I do think there is a danger of the couple becoming too obsessed with the creation of the child and losing sight of the gift of the conjugal act. The couple should maintain prayer and seeking God’s will in the process. If the the marital relationship declines in such a way as to create a sense of objectifying the act or disrespect for one another or damaging the unitive and procreative aspects to the marital act then it is possible that they need to step back and regroup. Infertillity is a very difficult cross.
 
Mom2Girls, I think it is terrible that you are being judged so much just for doing artificial insemenation. I’m sure you’re a wonderful mother and you are obviously very grateful for your children 🙂

Did you look into adoption at all? I know how difficult it is to adopt, as one of my mom’s friends had to go all the way to Guatamala just for her kids. It was a looooong, drawn out process. In theory, adoption is a beautiful option, but in reality, it’s difficult, expensive, time-consuming, and loaded with red tape. I suppose artificial insemenation is easier as long as you have the money.

I personally think artificial insemenation is somewhat of a selfish option if you are able to adopt, but I know that no situation is that simple. If I have not been in your situation, who am I to judge? Only God understands everything you have been through. I find it sad that you are being condemned by those around you when the fact remains that we ALL sin. If I shunned all known sinners from my life, I would have no friends. It is obvious that you cannot undo the past, so just move on with your future as a wonderful mother.

AND REMEMBER… the Mass is not necessarily a social setting. Therefore, who cares if the Catholic community in your neighborhood shuns you? GOD isn’t shunning you. GOD welcomes ALL people at ALL times. If those around you are looking down on you, tell them to remove the beams from their eyes 😉 Go to Mass anyway. The Lord wants to see you there!

[SIGN]May God Bless You![/SIGN]
 
I do work in a lab that does semen testing - it is a federal lab so it is a very small part of my job. Just to add to part of it I can say that part of our guidelines for collection is that the semen has to be in the lab within 15 minutes of collection in order to get accurate results. However, on the same issue we hand the patient the cup tell them where the single stall bathroom is and if there are one or two people there it is not really our concern. It is absolutely against our policy to allow patients to bring the sample from home because logistics of where we are located (it takes more than 15 minutes to park and get into a federal building) just don’t allow for it. Take care,

God bless,
 
You chose to use artificial insemination. You don’t think you did anything wrong. However, I think you are not looking deeply enough. Aside from the inclusion of a third party in your marital act, how many children were created in that petri dish during your efforts? What happened to those offspring? Were any of your children killed, frozen, or “donated”? If you have frozen children, do you plan to give them a chance at life? All of them? Or are you only going to give life to the two you have.
Okay, I’m confused…What was the “sin” committed? AI isn’t the same thing as in vitro. What is being talking about here is in vitro. What is the sin? I was under the impression that fertility drugs are perfectly acceptable? Is it the artificial insemination? Is that still wrong even if the sperm is collected in a wholesome way? (perf. condom)?

personal note to OP*

I really think some people are treating you rather harshly, and I can see your feeling as if you can’t return. I really apologize for any behaviour that makes you feel unwelcome. IF you have guilt for conceiving your children in a way that seems “unnatural” that really is between God, your husband, your priest, and you. NO ONE ELSE. I suggest you not exclude yourself from the faith, and you seek reconciliation. We all have sin, it’s not a reason to run away. It’s a reason to run TO the church, so you don’t have to carry any burden. And anyone who treats you harshly for any perceived mistake (whether it’s sinful OR NOT) needs only to be referred to “remove the plank from thy own eye…” we ALL have sin, and no one has a right to put you down when they are no different.
 
I seriously do not understand how it is that my children are gift from God yet the act in which created them is a sin. I struggle with this greatly.

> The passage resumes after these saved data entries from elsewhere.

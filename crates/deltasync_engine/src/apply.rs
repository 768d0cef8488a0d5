//! Inbound delta application.
//!
//! Each delta is committed in its own single-record transaction, in pack
//! order. The revision comparison is the only ordering rule:
//!
//! | local record            | delta revision      | outcome                     |
//! |-------------------------|---------------------|-----------------------------|
//! | absent                  | any                 | created clean               |
//! | present                 | `<=` local revision | rejected as stale           |
//! | present, clean          | `>` local revision  | fast-forwarded, stays clean |
//! | present, dirty          | `>` local revision  | conflict, resolver decides  |
//!
//! A delete delta for an absent record creates a clean tombstone, so a
//! late-arriving older insert for the same identity is rejected as stale.
//! Tombstones are sticky: a newer update does not revive a deleted record.
//! A delta at [`Revision::MAX`] is rejected outright, since neither a local
//! re-assert nor a later edit could ever supersede it.

use crate::observer::SyncObserver;
use deltasync_core::{CoreError, Record, RecordKey, RecordStore, Revision, SchemaRegistry};
use deltasync_protocol::{Conflict, ConflictResolver, Delta, DeltaPack};
use std::fmt;

/// Why an inbound delta was not applied.
#[derive(Debug, Clone, PartialEq, Eq)]
pub enum RejectReason {
    /// The local record is at the same or a newer revision.
    Stale,
    /// The local transaction failed; the delta can be retried.
    CommitFailed(String),
    /// The record type is not registered.
    UnknownType,
    /// The fields do not match the registered schema.
    SchemaViolation(String),
    /// The delta is at the highest revision, which nothing could follow.
    RevisionExhausted,
}

impl RejectReason {
    /// Returns true if re-fetching the delta could change the outcome.
    pub fn is_retryable(&self) -> bool {
        matches!(self, RejectReason::CommitFailed(_))
    }
}

impl fmt::Display for RejectReason {
    fn fmt(&self, f: &mut fmt::Formatter<'_>) -> fmt::Result {
        match self {
            RejectReason::Stale => f.write_str("stale"),
            RejectReason::CommitFailed(reason) => write!(f, "commit failed: {reason}"),
            RejectReason::UnknownType => f.write_str("unknown record type"),
            RejectReason::SchemaViolation(reason) => write!(f, "schema violation: {reason}"),
            RejectReason::RevisionExhausted => f.write_str("revision exhausted"),
        }
    }
}

/// A delta that was not applied.
#[derive(Debug, Clone, PartialEq, Eq)]
pub struct Rejected {
    /// Record the delta addressed.
    pub key: RecordKey,
    /// Revision carried by the delta.
    pub revision: Revision,
    /// Why it was rejected.
    pub reason: RejectReason,
}

/// Outcome of applying one inbound pack.
#[derive(Debug, Clone, Default, PartialEq, Eq)]
pub struct AppliedResult {
    /// Records written, in pack order (conflicts included).
    pub applied: Vec<RecordKey>,
    /// Deltas not applied, with reasons.
    pub rejected: Vec<Rejected>,
    /// Conflicts resolved while applying.
    pub conflicts: Vec<Conflict>,
}

impl AppliedResult {
    /// Returns true if no delta is waiting for a retry.
    ///
    /// Stale deltas and permanent rejections (unknown type, schema
    /// violation) do not count: re-fetching them cannot change the outcome.
    pub fn is_complete(&self) -> bool {
        !self.rejected.iter().any(|r| r.reason.is_retryable())
    }

    /// Identities whose commit failed and should be re-fetched.
    pub fn unapplied(&self) -> Vec<&RecordKey> {
        self.rejected
            .iter()
            .filter(|r| r.reason.is_retryable())
            .map(|r| &r.key)
            .collect()
    }

    /// Number of deltas rejected as stale.
    pub fn stale_count(&self) -> usize {
        self.rejected
            .iter()
            .filter(|r| r.reason == RejectReason::Stale)
            .count()
    }

    /// Number of failed commits.
    pub fn commit_failures(&self) -> usize {
        self.unapplied().len()
    }

    /// Merges another page's result into this one.
    pub fn extend(&mut self, other: AppliedResult) {
        self.applied.extend(other.applied);
        self.rejected.extend(other.rejected);
        self.conflicts.extend(other.conflicts);
    }
}

enum Outcome {
    Created,
    FastForward,
    Conflict(Conflict),
    Stale(Revision),
}

/// Applies inbound packs to the local store.
pub struct DeltaApplier<'a> {
    store: &'a dyn RecordStore,
    registry: &'a SchemaRegistry,
    resolver: &'a dyn ConflictResolver,
    observer: &'a dyn SyncObserver,
}

impl<'a> DeltaApplier<'a> {
    /// Creates an applier.
    pub fn new(
        store: &'a dyn RecordStore,
        registry: &'a SchemaRegistry,
        resolver: &'a dyn ConflictResolver,
        observer: &'a dyn SyncObserver,
    ) -> Self {
        Self {
            store,
            registry,
            resolver,
            observer,
        }
    }

    /// Applies every delta of `pack` in order.
    ///
    /// Commit failures are recorded per identity and do not stop the batch.
    pub fn apply(&self, pack: &DeltaPack) -> AppliedResult {
        let mut result = AppliedResult::default();

        for delta in pack {
            let key = delta.key();
            match self.apply_one(delta) {
                Ok(Outcome::Created) | Ok(Outcome::FastForward) => result.applied.push(key),
                Ok(Outcome::Conflict(conflict)) => {
                    tracing::info!(
                        record_type = %key.record_type,
                        id = %key.id,
                        local_revision = conflict.local_revision.as_u64(),
                        remote_revision = conflict.remote_revision.as_u64(),
                        resolved_revision = conflict.resolved_revision.as_u64(),
                        resolution = ?conflict.resolution,
                        "conflict resolved"
                    );
                    self.observer.on_conflict(&conflict);
                    result.conflicts.push(conflict);
                    result.applied.push(key);
                }
                Ok(Outcome::Stale(local)) => {
                    tracing::debug!(
                        record_type = %key.record_type,
                        id = %key.id,
                        revision = delta.revision.as_u64(),
                        local_revision = local.as_u64(),
                        "stale delta ignored"
                    );
                    result.rejected.push(Rejected {
                        key,
                        revision: delta.revision,
                        reason: RejectReason::Stale,
                    });
                }
                Err(reason) => {
                    tracing::warn!(
                        record_type = %key.record_type,
                        id = %key.id,
                        revision = delta.revision.as_u64(),
                        %reason,
                        "delta rejected"
                    );
                    result.rejected.push(Rejected {
                        key,
                        revision: delta.revision,
                        reason,
                    });
                }
            }
        }

        self.observer.after_apply(&result);
        result
    }

    fn apply_one(&self, delta: &Delta) -> Result<Outcome, RejectReason> {
        self.validate(delta)?;

        let mut outcome = Outcome::Created;
        self.store
            .commit(&delta.key(), &mut |current| {
                let (next, result) = self.decide(current, delta);
                outcome = result;
                next
            })
            .map_err(|e| match e {
                CoreError::CommitFailed { reason, .. } => RejectReason::CommitFailed(reason),
                other => RejectReason::CommitFailed(other.to_string()),
            })?;

        Ok(outcome)
    }

    fn validate(&self, delta: &Delta) -> Result<(), RejectReason> {
        let schema = self
            .registry
            .get(&delta.record_type)
            .ok_or(RejectReason::UnknownType)?;
        if !delta.revision.has_successor() {
            return Err(RejectReason::RevisionExhausted);
        }
        if delta.is_delete() {
            return Ok(());
        }
        schema.validate(&delta.fields).map_err(|e| match e {
            CoreError::SchemaViolation { field, reason, .. } => {
                RejectReason::SchemaViolation(format!("{field}: {reason}"))
            }
            other => RejectReason::SchemaViolation(other.to_string()),
        })
    }

    fn decide(&self, current: Option<&Record>, delta: &Delta) -> (Option<Record>, Outcome) {
        let Some(local) = current else {
            return (Some(delta.to_record()), Outcome::Created);
        };

        if delta.revision <= local.revision {
            return (None, Outcome::Stale(local.revision));
        }

        if !local.dirty {
            let mut record = delta.to_record();
            record.deleted |= local.deleted;
            return (Some(record), Outcome::FastForward);
        }

        let resolved = self.resolver.resolve(local, delta);
        let conflict = Conflict {
            key: local.key(),
            local_revision: local.revision,
            remote_revision: delta.revision,
            resolved_revision: resolved.record.revision,
            remote_deleted: delta.is_delete(),
            resolution: resolved.resolution,
        };
        (Some(resolved.record), Outcome::Conflict(conflict))
    }
}
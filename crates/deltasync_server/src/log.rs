//! Server-side delta log.

use deltasync_core::RecordKey;
use deltasync_protocol::{AckSet, Checkpoint, Delta, DeltaOperation, DeltaPack, PackId};
use parking_lot::RwLock;
use std::collections::{BTreeMap, HashMap, VecDeque};

/// A page read from the log.
#[derive(Debug, Clone)]
pub struct LogPage {
    /// Deltas in UST order.
    pub deltas: Vec<Delta>,
    /// UST of the last delta in the page, or the requested position if empty.
    pub checkpoint: Checkpoint,
    /// True if deltas beyond this page exist.
    pub has_more: bool,
}

struct LogState {
    /// Current delta per record, keyed by the UST it was stamped with.
    entries: BTreeMap<u64, Delta>,
    /// Record key to the UST of its current entry.
    latest: HashMap<RecordKey, u64>,
    /// Last UST handed out.
    ust: u64,
    /// Ack sets of recently applied packs.
    packs: HashMap<PackId, AckSet>,
    /// Pack IDs in arrival order, for eviction.
    pack_order: VecDeque<PackId>,
}

/// Server-side delta log.
///
/// The log keeps only the latest delta per record. Every accepted change is
/// stamped with a fresh, strictly increasing update sequence number (UST),
/// so a client that pulls everything after its checkpoint sees the current
/// state of each record changed since then.
pub struct DeltaLog {
    state: RwLock<LogState>,
    pack_history: usize,
}

impl DeltaLog {
    /// Creates an empty log remembering up to `pack_history` pack IDs.
    pub fn new(pack_history: usize) -> Self {
        Self {
            state: RwLock::new(LogState {
                entries: BTreeMap::new(),
                latest: HashMap::new(),
                ust: 0,
                packs: HashMap::new(),
                pack_order: VecDeque::new(),
            }),
            pack_history,
        }
    }

    /// Returns the last UST handed out.
    pub fn latest_ust(&self) -> Checkpoint {
        Checkpoint::new(self.state.read().ust)
    }

    /// Returns the number of records held.
    pub fn len(&self) -> usize {
        self.state.read().latest.len()
    }

    /// Returns true if no record has been accepted.
    pub fn is_empty(&self) -> bool {
        self.len() == 0
    }

    /// Returns the current delta for a record.
    pub fn get(&self, key: &RecordKey) -> Option<Delta> {
        let state = self.state.read();
        state
            .latest
            .get(key)
            .and_then(|ust| state.entries.get(ust))
            .cloned()
    }

    /// Returns up to `limit` deltas stamped after `since`.
    pub fn deltas_since(&self, since: Checkpoint, limit: u32) -> LogPage {
        let state = self.state.read();
        let mut range = state.entries.range(since.as_u64().saturating_add(1)..);

        let mut deltas = Vec::new();
        let mut checkpoint = since;
        for (ust, delta) in range.by_ref().take(limit as usize) {
            deltas.push(delta.clone());
            checkpoint = Checkpoint::new(*ust);
        }

        LogPage {
            deltas,
            checkpoint,
            has_more: range.next().is_some(),
        }
    }

    /// Applies a pushed pack and returns its ack set.
    ///
    /// A pack ID seen before gets the ack set it got the first time. Each
    /// delta is then judged against the stored revision of its record:
    ///
    /// | pushed vs stored          | outcome                                  |
    /// |---------------------------|------------------------------------------|
    /// | no stored record          | accepted                                 |
    /// | higher                    | accepted                                 |
    /// | equal, same content       | acked, not re-stamped                    |
    /// | equal, different content  | rejected; stored record bumped one       |
    /// | lower                     | rejected                                 |
    ///
    /// A delta at the highest possible revision is always rejected.
    pub fn append(&self, pack: &DeltaPack) -> AckSet {
        let mut state = self.state.write();

        if let Some(acks) = state.packs.get(&pack.pack_id) {
            tracing::debug!(pack = %pack.pack_id, "redelivered pack, returning stored acks");
            return acks.clone();
        }

        let mut acks = AckSet::new(pack.pack_id);
        for delta in pack {
            if !delta.revision.has_successor() {
                acks.reject(delta, "revision exhausted");
                continue;
            }
            let key = delta.key();
            let stored = state
                .latest
                .get(&key)
                .and_then(|ust| state.entries.get(ust))
                .cloned();

            match stored {
                None => {
                    let mut accepted = delta.clone();
                    if !accepted.is_delete() {
                        accepted.operation = DeltaOperation::Insert;
                    }
                    state.stamp(key, accepted);
                    acks.ack(delta);
                }
                Some(stored) if delta.revision > stored.revision => {
                    let mut accepted = delta.clone();
                    accepted.operation = if stored.is_delete() || delta.is_delete() {
                        DeltaOperation::Delete
                    } else {
                        DeltaOperation::Update
                    };
                    state.stamp(key, accepted);
                    acks.ack(delta);
                }
                Some(stored) if delta.revision == stored.revision => {
                    if same_content(delta, &stored) {
                        acks.ack(delta);
                    } else {
                        tracing::info!(
                            record = %delta.id,
                            revision = %delta.revision,
                            "revision collision, bumping stored record"
                        );
                        if let Some(next) = stored.revision.next() {
                            let mut bumped = stored;
                            bumped.revision = next;
                            state.stamp(key, bumped);
                        }
                        acks.reject(delta, "revision collision");
                    }
                }
                Some(stored) => {
                    acks.reject(
                        delta,
                        format!("remote has newer revision {}", stored.revision),
                    );
                }
            }
        }

        state.remember(pack.pack_id, acks.clone(), self.pack_history);
        acks
    }
}

impl Default for DeltaLog {
    fn default() -> Self {
        Self::new(1024)
    }
}

impl LogState {
    fn stamp(&mut self, key: RecordKey, delta: Delta) {
        self.ust += 1;
        if let Some(previous) = self.latest.insert(key, self.ust) {
            self.entries.remove(&previous);
        }
        self.entries.insert(self.ust, delta);
    }

    fn remember(&mut self, pack_id: PackId, acks: AckSet, capacity: usize) {
        if capacity == 0 {
            return;
        }
        while self.pack_order.len() >= capacity {
            if let Some(evicted) = self.pack_order.pop_front() {
                self.packs.remove(&evicted);
            }
        }
        self.pack_order.push_back(pack_id);
        self.packs.insert(pack_id, acks);
    }
}

fn same_content(a: &Delta, b: &Delta) -> bool {
    a.is_delete() == b.is_delete() && a.fields == b.fields
}
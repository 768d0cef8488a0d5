//! Sync orchestrator state machine.

use crate::apply::{AppliedResult, DeltaApplier};
use crate::checkpoint::{CheckpointStore, MemoryCheckpointStore};
use crate::config::SyncConfig;
use crate::error::{SyncError, SyncResult};
use crate::extract::DeltaExtractor;
use crate::observer::{NoopObserver, SyncObserver};
use crate::transport::SyncTransport;
use crate::undirty::{UndirtyCoordinator, UndirtyReport};
use deltasync_core::{RecordSchema, RecordStore, RecordType, SchemaRegistry};
use deltasync_protocol::{Checkpoint, ConflictPolicy, ConflictResolver, DeltaNack, DeltaPack};
use parking_lot::RwLock;
use std::fmt;
use std::sync::atomic::{AtomicBool, Ordering};
use std::sync::Arc;
use std::time::{Duration, Instant};

/// Stage of a cycle, used to report where a failure happened.
#[derive(Debug, Clone, Copy, PartialEq, Eq, Hash)]
pub enum SyncStage {
    /// Fetching remote deltas.
    Pull,
    /// Applying fetched deltas and advancing the checkpoint.
    PullApply,
    /// Extracting and transmitting local deltas.
    Push,
    /// Undirtying acknowledged deltas.
    PushAck,
}

/// The current state of the sync engine.
#[derive(Debug, Clone, Copy, PartialEq, Eq, Hash)]
pub enum SyncState {
    /// No cycle running.
    Idle,
    /// Fetching remote deltas.
    Pulling,
    /// Applying remote deltas.
    PullApplying,
    /// Extracting and sending local deltas.
    Pushing,
    /// Processing the remote acknowledgment.
    PushAcking,
    /// The last cycle stopped on an unrecoverable error in `stage`.
    Failed(SyncStage),
}

impl SyncState {
    /// Returns true if a cycle is running.
    pub fn is_active(&self) -> bool {
        self.stage().is_some()
    }

    /// Returns true if a new cycle can start from this state.
    pub fn can_start_sync(&self) -> bool {
        matches!(self, SyncState::Idle | SyncState::Failed(_))
    }

    /// Stage corresponding to an active state.
    pub fn stage(&self) -> Option<SyncStage> {
        match self {
            SyncState::Pulling => Some(SyncStage::Pull),
            SyncState::PullApplying => Some(SyncStage::PullApply),
            SyncState::Pushing => Some(SyncStage::Push),
            SyncState::PushAcking => Some(SyncStage::PushAck),
            SyncState::Idle | SyncState::Failed(_) => None,
        }
    }
}

impl fmt::Display for SyncState {
    fn fmt(&self, f: &mut fmt::Formatter<'_>) -> fmt::Result {
        match self {
            SyncState::Idle => f.write_str("idle"),
            SyncState::Pulling => f.write_str("pulling"),
            SyncState::PullApplying => f.write_str("pull-applying"),
            SyncState::Pushing => f.write_str("pushing"),
            SyncState::PushAcking => f.write_str("push-acking"),
            SyncState::Failed(stage) => write!(f, "failed({stage:?})"),
        }
    }
}

/// Statistics about sync operations.
#[derive(Debug, Clone, Default)]
pub struct SyncStats {
    /// Total number of full cycles completed.
    pub cycles_completed: u64,
    /// Total number of deltas pulled.
    pub deltas_pulled: u64,
    /// Total number of deltas acknowledged by the remote.
    pub deltas_pushed: u64,
    /// Total number of conflicts resolved.
    pub conflicts_resolved: u64,
    /// Total number of stale deltas ignored.
    pub stale_deltas: u64,
    /// Total number of failed record commits.
    pub commit_failures: u64,
    /// Total number of retries by [`SyncEngine::sync_with_retry`].
    pub retries: u64,
    /// Time of the last completed cycle.
    pub last_sync_time: Option<Instant>,
    /// Last error message.
    pub last_error: Option<String>,
}

/// Outcome of a pull.
#[derive(Debug, Clone, Default)]
pub struct PullReport {
    /// Pages fetched.
    pub pages: u32,
    /// Deltas received.
    pub pulled: u64,
    /// Combined apply outcome of all pages.
    pub applied: AppliedResult,
    /// Checkpoint before the pull.
    pub checkpoint_before: Checkpoint,
    /// Checkpoint after the pull.
    pub checkpoint_after: Checkpoint,
}

impl PullReport {
    /// Returns true if every fetched delta was applied or permanently settled.
    pub fn is_complete(&self) -> bool {
        self.applied.is_complete()
    }
}

/// Outcome of a push.
#[derive(Debug, Clone, Default)]
pub struct PushReport {
    /// Deltas extracted.
    pub extracted: u64,
    /// Deltas the remote acknowledged.
    pub pushed: u64,
    /// Deltas the remote refused; they stay dirty.
    pub refused: Vec<DeltaNack>,
    /// Combined undirty outcome of all chunks.
    pub undirty: UndirtyReport,
}

/// Result of a full sync cycle.
#[derive(Debug, Clone)]
pub struct SyncCycleResult {
    /// Pull half.
    pub pull: PullReport,
    /// Push half.
    pub push: PushReport,
    /// Duration of the cycle.
    pub duration: Duration,
}

impl SyncCycleResult {
    /// Returns true if nothing is left to retry from this cycle.
    pub fn is_complete(&self) -> bool {
        self.pull.is_complete()
            && self.push.refused.is_empty()
            && self.push.undirty.failed.is_empty()
    }
}

/// Handle that cancels the running cycle from another thread.
#[derive(Debug, Clone)]
pub struct CancelHandle {
    flag: Arc<AtomicBool>,
}

impl CancelHandle {
    /// Requests cancellation at the next stage boundary.
    pub fn cancel(&self) {
        self.flag.store(true, Ordering::SeqCst);
    }
}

This is a sensitive subject for me, this decision did not come about lightly and without thought. I feel judged and attacked not only by comments here but in my real life. Even though people try to seperate the children from the act, I cannot.

I have also felt that my path maybe more excepted somewhere else if I cannot reconcile this with myself.

Thank you for taking the time to respond, it is appreciated.
All life comes from God. Without the permission
of his will nothing would have come out of your
effort. Now to leave the church and find something
that nourishes and encourage your belief would
be a denial of a church teaching.

I assure you people who do this will shift from
one church to the other the moment their belief
are challenge.Perhaps the children are really meant
for you, Only God Knows. May God give you the
grace to confess, and you will find peace and joy
with the Lord.

By the way Solomon was born out of adultery,yet
God honor and bless him .As for David He was
forgiven because he has the humility to ask for
mercy.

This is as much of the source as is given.